Since the RWL period was limited to 3 days (5–7) of a total 7 days of observation in our study, the first 4 days served as a time period where MD markers were observed under stable conditions, during which athletes performed the regular daily training routine but without progressive weight loss. In fact, on average participants gained less than a kilogram (0.93 kg) of body weight on the fourth day in comparison to the first day of the study. This enabled solidified biomarker value for reference. The number of studies investigating if RWL impacted MD biomarker (CK, Mb, ALD) concentrations are rather limited. To our knowledge, this is the first study to investigate the effects of RWL in judo athletes with the exact limitation of 3 days to lose at least 5% of body weight. This is a normal number of days for weight-cutting experienced by some judokas. We adopted a crossover design in which the same group of participants was subject to measurements during the exercise-only and RWL periods. This can be seen as compensation for the lack of a control group. We were able to reach 100% adherence to our study despite a rather demanding experimental design.

Our study successfully recruited 18 volunteers, which, although adequately powered for interpretation of our results, is limiting in generalizability. Even though our athletes achieved 5% weight loss within the constraints of the protocol, 3 days might be an insufficient time frame to see a transition from short to mid-term effects. For example, MD markers had higher values on the sixth day of observation, compared to the seventh, which is unexpected. Extended days for weight loss may have expanded on the trending but non-significant finding.

Additionally, our participants were only men, which precludes us from drawing similar conclusions for women judokas, since women have different physiological and psychological responses to exercise [32,33,34,35,36]. Needless to say, pubescent and post-pubescent women are also more physiologically variable than men due to the menstrual cycle and hormonal changes [37, 38]. Changes that may occur due to RWL in women, especially those maintaining low weights, should be considered (i.e. symptoms of amenorrhea) [39].

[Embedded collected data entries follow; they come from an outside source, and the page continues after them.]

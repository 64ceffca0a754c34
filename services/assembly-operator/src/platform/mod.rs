//! Platform API interface.
//!
//! The platform API abstracts the cluster-management platform that stores
//! resources:
//! - Point reads, creates, patches and deletes by kind and name
//! - Label-selector listing within a namespace or across all namespaces
//!
//! An in-memory implementation is provided for testing and local runs.

mod memory;

use std::fmt;

use assembly_model::Labels;
use async_trait::async_trait;
use thiserror::Error;

use crate::resources::{Kind, Resource};

pub use memory::{InMemoryPlatform, PlatformOp};

/// Errors returned by a platform implementation.
#[derive(Debug, Clone, PartialEq, Eq, Error)]
pub enum PlatformError {
    #[error("{kind} {namespace}/{name} not found")]
    NotFound {
        kind: Kind,
        namespace: String,
        name: String,
    },

    #[error("{kind} {namespace}/{name} already exists")]
    AlreadyExists {
        kind: Kind,
        namespace: String,
        name: String,
    },

    #[error("invalid {kind} {name}: {reason}")]
    Invalid {
        kind: Kind,
        name: String,
        reason: String,
    },

    #[error("platform unavailable: {0}")]
    Unavailable(String),
}

impl PlatformError {
    /// Returns true if the error reports a missing resource.
    pub fn is_not_found(&self) -> bool {
        matches!(self, Self::NotFound { .. })
    }
}

pub type PlatformResult<T> = Result<T, PlatformError>;

/// The namespaces a list query covers.
#[derive(Debug, Clone, PartialEq, Eq, Hash)]
pub enum Scope {
    Namespace(String),
    AllNamespaces,
}

impl Scope {
    /// Returns true if `namespace` is inside this scope.
    pub fn includes(&self, namespace: &str) -> bool {
        match self {
            Self::Namespace(ns) => ns == namespace,
            Self::AllNamespaces => true,
        }
    }
}

impl fmt::Display for Scope {
    fn fmt(&self, f: &mut fmt::Formatter<'_>) -> fmt::Result {
        match self {
            Self::Namespace(ns) => f.write_str(ns),
            Self::AllNamespaces => f.write_str("*"),
        }
    }
}

/// Cluster-management platform interface.
#[async_trait]
pub trait PlatformApi: Send + Sync {
    /// Read one resource; `Ok(None)` if it does not exist.
    async fn get(&self, kind: Kind, namespace: &str, name: &str)
        -> PlatformResult<Option<Resource>>;

    /// Create a resource. Fails with `AlreadyExists` if the name is taken.
    async fn create(&self, resource: Resource) -> PlatformResult<Resource>;

    /// Replace an existing resource. Fails with `NotFound` if it does not
    /// exist and `Invalid` if an immutable field changes.
    async fn patch(&self, resource: Resource) -> PlatformResult<Resource>;

    /// Delete a resource. Fails with `NotFound` if it does not exist.
    async fn delete(&self, kind: Kind, namespace: &str, name: &str) -> PlatformResult<()>;

    /// List resources of `kind` in `scope` whose labels match `selector`.
    async fn list(
        &self,
        kind: Kind,
        scope: &Scope,
        selector: &Labels,
    ) -> PlatformResult<Vec<Resource>>;
}

#[cfg(test)]
mod tests {
    use super::*;

    #[test]
    fn test_scope_includes() {
        assert!(Scope::AllNamespaces.includes("anything"));
        assert!(Scope::Namespace("a".into()).includes("a"));
        assert!(!Scope::Namespace("a".into()).includes("b"));
    }

    #[test]
    fn test_error_display() {
        let err = PlatformError::NotFound {
            kind: Kind::Service,
            namespace: "ns".into(),
            name: "svc".into(),
        };
        assert!(err.is_not_found());
        assert_eq!(err.to_string(), "Service ns/svc not found");
    }
}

Another limiting factor within our study is the absence of imaging device use such as ultrasound imaging, magnetic resonance imaging, and computed tomography to examine muscle fiber size, thickness, and shape and structural characteristics of the muscles. Due to limited budget and already intense protocol we were unable to conduct these analyses.

Further studies should elaborate how different methods may lead to different levels of muscle damage, as suggested by those studies that focused on body weight loss due to dehydration methods [29, 30]. Based on our data, we are unable to confirm the degree to which RWL caused MD and to what degree exercise contributed to it. However, a significant increase in MD markers was noted during RWL. As previously stated, intense training will likely cause MD, but, in the case of ongoing RWL, necessary nutrients are not provided to nourish the body and potentially alleviate damage in muscle tissue induced by exercise. Subjects’ Mb, CK, and ALD levels shown in our study clearly demonstrate that. Usually, vigorous training increases serum CK and Mb concentrations, but their responses can be modulated by training status [40,41,42], exercise modality [43, 44], and fluid intake [45, 46]. Therefore, fitness level and overall health status of an athlete undergoing RWL is a crucial factor when considering the impact of RWL on MD.

Conclusion

Based on our findings, it appears that judokas who rapidly lost at least 5% of their body weight prior to competition are physiologically worn-out before competition. Our study provides evidence that skeletal muscles are damaged to a significant extent and that athletes who undergo rapid weight loss (RWL) and strenuous exercise would likely not be able to perform at peak levels during competition. Firm scientific evidence is lacking in the evaluation of the current practice of RWL, and must be gained to evaluate the effectiveness of the loss of weight in competitive success. To our knowledge, this is the first study that demonstrates that MD occurs among judokas even before competition. RWL induced significant MD in judokas, which can be detected by the significant increase in myoglobin, creatine kinase and aldolase values.